» **PROBLEM DETAILS**
How many lines in the entries below contain the string "MockEvents"? Reply with the number only.

Saved entries:
__________

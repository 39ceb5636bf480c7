// Test mocks for the aggregator.
//
// One mock per provider trait, plus a deterministic sentiment scorer:
// - MockCatalog (CatalogProvider): name → artists, artist id → tracks
// - MockVideo (VideoProvider): name → channels, channel id → counters
// - MockForum (ForumProvider): query → threads, thread id → comment forest
// - MockEvents (EventsProvider): keyword → events
// - MockTrends (TrendsProvider): keyword → interest points
// - FixedScorer (SentimentScorer): text → score, 0.0 otherwise
//
// Every mock counts its calls so tests can assert a provider was never hit.

use std::collections::HashMap;
use std::sync::atomic::{AtomicUsize, Ordering};
use std::sync::{Arc, Mutex};

use anyhow::{bail, Result};
use async_trait::async_trait;
use chrono::{DateTime, NaiveDate, TimeZone, Utc};

use crate::aggregator::Providers;
use crate::sentiment::SentimentScorer;
use crate::traits::{
    CatalogArtist, CatalogProvider, CatalogTrack, EventsProvider, ForumComment, ForumNode,
    ForumProvider, ForumThread, RawChannelStatistics, RawEvent, RawInterestPoint, RawVenue,
    TrendsProvider, VideoChannel, VideoProvider,
};

// ---------------------------------------------------------------------------
// MockCatalog
// ---------------------------------------------------------------------------

/// Unregistered names search to zero hits. Unregistered artist ids error.
#[derive(Default)]
pub struct MockCatalog {
    artists: HashMap<String, Vec<CatalogArtist>>,
    tracks: HashMap<String, Vec<CatalogTrack>>,
    failing: bool,
    search_calls: AtomicUsize,
    track_calls: AtomicUsize,
}

impl MockCatalog {
    pub fn new() -> Self {
        Self::default()
    }

    pub fn on_search(mut self, name: &str, artists: Vec<CatalogArtist>) -> Self {
        self.artists.insert(name.to_string(), artists);
        self
    }

    pub fn on_tracks(mut self, artist_id: &str, tracks: Vec<CatalogTrack>) -> Self {
        self.tracks.insert(artist_id.to_string(), tracks);
        self
    }

    /// Every call fails.
    pub fn failing(mut self) -> Self {
        self.failing = true;
        self
    }

    pub fn search_calls(&self) -> usize {
        self.search_calls.load(Ordering::SeqCst)
    }

    pub fn track_calls(&self) -> usize {
        self.track_calls.load(Ordering::SeqCst)
    }
}

#[async_trait]
impl CatalogProvider for MockCatalog {
    async fn search_artists(&self, name: &str) -> Result<Vec<CatalogArtist>> {
        self.search_calls.fetch_add(1, Ordering::SeqCst);
        if self.failing {
            bail!("MockCatalog: search unavailable");
        }
        Ok(self.artists.get(name).cloned().unwrap_or_default())
    }

    async fn top_tracks(&self, artist_id: &str) -> Result<Vec<CatalogTrack>> {
        self.track_calls.fetch_add(1, Ordering::SeqCst);
        if self.failing {
            bail!("MockCatalog: top tracks unavailable");
        }
        self.tracks
            .get(artist_id)
            .cloned()
            .ok_or_else(|| anyhow::anyhow!("MockCatalog: no tracks registered for {artist_id}"))
    }
}

// ---------------------------------------------------------------------------
// MockVideo
// ---------------------------------------------------------------------------

/// Unregistered names find no channel; unregistered channel ids have no
/// statistics.
#[derive(Default)]
pub struct MockVideo {
    channels: HashMap<String, Vec<VideoChannel>>,
    statistics: HashMap<String, RawChannelStatistics>,
    failing_search: bool,
    failing_statistics: bool,
    search_calls: AtomicUsize,
    statistics_calls: AtomicUsize,
}

impl MockVideo {
    pub fn new() -> Self {
        Self::default()
    }

    pub fn on_search(mut self, name: &str, channel_id: &str) -> Self {
        self.channels.insert(
            name.to_string(),
            vec![VideoChannel {
                channel_id: channel_id.to_string(),
                title: Some(name.to_string()),
            }],
        );
        self
    }

    pub fn on_statistics(mut self, channel_id: &str, stats: RawChannelStatistics) -> Self {
        self.statistics.insert(channel_id.to_string(), stats);
        self
    }

    pub fn failing_search(mut self) -> Self {
        self.failing_search = true;
        self
    }

    pub fn failing_statistics(mut self) -> Self {
        self.failing_statistics = true;
        self
    }

    pub fn search_calls(&self) -> usize {
        self.search_calls.load(Ordering::SeqCst)
    }

    pub fn statistics_calls(&self) -> usize {
        self.statistics_calls.load(Ordering::SeqCst)
    }
}

#[async_trait]
impl VideoProvider for MockVideo {
    async fn search_channels(&self, name: &str, max_results: u32) -> Result<Vec<VideoChannel>> {
        self.search_calls.fetch_add(1, Ordering::SeqCst);
        if self.failing_search {
            bail!("MockVideo: quota exceeded");
        }
        let mut hits = self.channels.get(name).cloned().unwrap_or_default();
        hits.truncate(max_results as usize);
        Ok(hits)
    }

    async fn channel_statistics(&self, channel_id: &str) -> Result<Option<RawChannelStatistics>> {
        self.statistics_calls.fetch_add(1, Ordering::SeqCst);
        if self.failing_statistics {
            bail!("MockVideo: statistics unavailable");
        }
        Ok(self.statistics.get(channel_id).cloned())
    }
}

// ---------------------------------------------------------------------------
// MockForum
// ---------------------------------------------------------------------------

/// Unregistered queries find no threads. Unregistered thread ids error, which
/// is how tests simulate a single thread failing to load.
#[derive(Default)]
pub struct MockForum {
    threads: HashMap<String, Vec<ForumThread>>,
    comments: HashMap<String, Vec<ForumNode>>,
    failing_search: bool,
    search_calls: AtomicUsize,
    comment_calls: AtomicUsize,
    last_limit: Mutex<Option<u32>>,
}

impl MockForum {
    pub fn new() -> Self {
        Self::default()
    }

    pub fn on_search(mut self, query: &str, threads: Vec<ForumThread>) -> Self {
        self.threads.insert(query.to_string(), threads);
        self
    }

    pub fn on_thread(mut self, thread_id: &str, forest: Vec<ForumNode>) -> Self {
        self.comments.insert(thread_id.to_string(), forest);
        self
    }

    pub fn failing_search(mut self) -> Self {
        self.failing_search = true;
        self
    }

    pub fn search_calls(&self) -> usize {
        self.search_calls.load(Ordering::SeqCst)
    }

    pub fn comment_calls(&self) -> usize {
        self.comment_calls.load(Ordering::SeqCst)
    }

    pub fn last_limit(&self) -> Option<u32> {
        *self.last_limit.lock().unwrap()
    }
}

#[async_trait]
impl ForumProvider for MockForum {
    async fn search_threads(&self, query: &str, limit: u32) -> Result<Vec<ForumThread>> {
        self.search_calls.fetch_add(1, Ordering::SeqCst);
        *self.last_limit.lock().unwrap() = Some(limit);
        if self.failing_search {
            bail!("MockForum: search unavailable");
        }
        Ok(self.threads.get(query).cloned().unwrap_or_default())
    }

    async fn thread_comments(&self, thread_id: &str) -> Result<Vec<ForumNode>> {
        self.comment_calls.fetch_add(1, Ordering::SeqCst);
        self.comments
            .get(thread_id)
            .cloned()
            .ok_or_else(|| anyhow::anyhow!("MockForum: no comments registered for {thread_id}"))
    }
}

// ---------------------------------------------------------------------------
// MockEvents
// ---------------------------------------------------------------------------

/// Unregistered keywords have no events. Honors the requested page size.
#[derive(Default)]
pub struct MockEvents {
    events: HashMap<String, Vec<RawEvent>>,
    failing: bool,
    calls: AtomicUsize,
    last_size: Mutex<Option<u32>>,
}

impl MockEvents {
    pub fn new() -> Self {
        Self::default()
    }

    pub fn on_search(mut self, keyword: &str, events: Vec<RawEvent>) -> Self {
        self.events.insert(keyword.to_string(), events);
        self
    }

    pub fn failing(mut self) -> Self {
        self.failing = true;
        self
    }

    pub fn calls(&self) -> usize {
        self.calls.load(Ordering::SeqCst)
    }

    pub fn last_size(&self) -> Option<u32> {
        *self.last_size.lock().unwrap()
    }
}

#[async_trait]
impl EventsProvider for MockEvents {
    async fn find_events(&self, keyword: &str, size: u32) -> Result<Vec<RawEvent>> {
        self.calls.fetch_add(1, Ordering::SeqCst);
        *self.last_size.lock().unwrap() = Some(size);
        if self.failing {
            bail!("MockEvents: connection reset");
        }
        let mut events = self.events.get(keyword).cloned().unwrap_or_default();
        events.truncate(size as usize);
        Ok(events)
    }
}

// ---------------------------------------------------------------------------
// MockTrends
// ---------------------------------------------------------------------------

/// Unregistered keywords have an empty series.
#[derive(Default)]
pub struct MockTrends {
    series: HashMap<String, Vec<RawInterestPoint>>,
    failing: bool,
    last_timeframe: Mutex<Option<String>>,
}

impl MockTrends {
    pub fn new() -> Self {
        Self::default()
    }

    pub fn on_keyword(mut self, keyword: &str, points: Vec<RawInterestPoint>) -> Self {
        self.series.insert(keyword.to_string(), points);
        self
    }

    pub fn failing(mut self) -> Self {
        self.failing = true;
        self
    }

    pub fn last_timeframe(&self) -> Option<String> {
        self.last_timeframe.lock().unwrap().clone()
    }
}

#[async_trait]
impl TrendsProvider for MockTrends {
    async fn interest_over_time(&self, keyword: &str, timeframe: &str) -> Result<Vec<RawInterestPoint>> {
        *self.last_timeframe.lock().unwrap() = Some(timeframe.to_string());
        if self.failing {
            bail!("MockTrends: rate limited");
        }
        Ok(self.series.get(keyword).cloned().unwrap_or_default())
    }
}

// ---------------------------------------------------------------------------
// FixedScorer
// ---------------------------------------------------------------------------

/// Scores registered texts with a fixed value, everything else 0.0.
#[derive(Default)]
pub struct FixedScorer {
    scores: HashMap<String, f64>,
}

impl FixedScorer {
    pub fn new() -> Self {
        Self::default()
    }

    pub fn on_text(mut self, text: &str, score: f64) -> Self {
        self.scores.insert(text.to_string(), score);
        self
    }
}

impl SentimentScorer for FixedScorer {
    fn polarity(&self, text: &str) -> f64 {
        self.scores.get(text).copied().unwrap_or(0.0)
    }
}

// ---------------------------------------------------------------------------
// Helpers
// ---------------------------------------------------------------------------

/// Handles to every mock, kept so tests can inspect call counts after the
/// aggregator has taken its own `Arc`s.
pub struct MockProviders {
    pub catalog: Arc<MockCatalog>,
    pub video: Arc<MockVideo>,
    pub forum: Arc<MockForum>,
    pub events: Arc<MockEvents>,
    pub trends: Arc<MockTrends>,
    pub scorer: Arc<FixedScorer>,
}

impl MockProviders {
    pub fn new(
        catalog: MockCatalog,
        video: MockVideo,
        forum: MockForum,
        events: MockEvents,
        trends: MockTrends,
    ) -> Self {
        Self {
            catalog: Arc::new(catalog),
            video: Arc::new(video),
            forum: Arc::new(forum),
            events: Arc::new(events),
            trends: Arc::new(trends),
            scorer: Arc::new(FixedScorer::new()),
        }
    }

    pub fn with_scorer(mut self, scorer: FixedScorer) -> Self {
        self.scorer = Arc::new(scorer);
        self
    }

    pub fn providers(&self) -> Providers {
        Providers::builder()
            .catalog(self.catalog.clone())
            .video(self.video.clone())
            .forum(self.forum.clone())
            .events(self.events.clone())
            .trends(self.trends.clone())
            .sentiment(self.scorer.clone())
            .build()
    }
}

pub fn artist(id: &str, name: &str, followers: u64) -> CatalogArtist {
    CatalogArtist {
        id: id.to_string(),
        name: name.to_string(),
        followers: Some(followers),
    }
}

pub fn track(name: &str, popularity: u32, duration_ms: u64, release_date: &str) -> CatalogTrack {
    CatalogTrack {
        name: name.to_string(),
        popularity,
        duration_ms,
        release_date: release_date.to_string(),
    }
}

pub fn counters(views: &str, subscribers: Option<&str>, videos: &str) -> RawChannelStatistics {
    RawChannelStatistics {
        view_count: Some(views.to_string()),
        subscriber_count: subscribers.map(str::to_string),
        video_count: Some(videos.to_string()),
    }
}

pub fn thread(id: &str, title: &str) -> ForumThread {
    ForumThread {
        id: id.to_string(),
        title: title.to_string(),
    }
}

/// Fixed creation time shared by test comments.
pub fn test_time() -> DateTime<Utc> {
    Utc.timestamp_opt(1_700_000_000, 0).unwrap()
}

pub fn forum_comment(body: &str, score: i64, replies: Vec<ForumNode>) -> ForumNode {
    ForumNode::Comment {
        comment: ForumComment {
            body: body.to_string(),
            score,
            created: test_time(),
        },
        replies,
    }
}

pub fn more(count: u64) -> ForumNode {
    ForumNode::More { count }
}

pub fn event(name: Option<&str>, date: Option<&str>, venue: Option<(&str, &str)>) -> RawEvent {
    RawEvent {
        name: name.map(str::to_string),
        start_date: date.map(str::to_string),
        venues: venue
            .map(|(name, city)| {
                vec![RawVenue {
                    name: Some(name.to_string()),
                    city: Some(city.to_string()),
                }]
            })
            .unwrap_or_default(),
    }
}

/// A weekly point at midnight UTC on `date`.
pub fn interest(date: NaiveDate, value: i64, is_partial: bool) -> RawInterestPoint {
    RawInterestPoint {
        time: date.and_hms_opt(0, 0, 0).unwrap().and_utc(),
        value,
        is_partial,
    }
}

__________

» **ANSWER SPACE**
8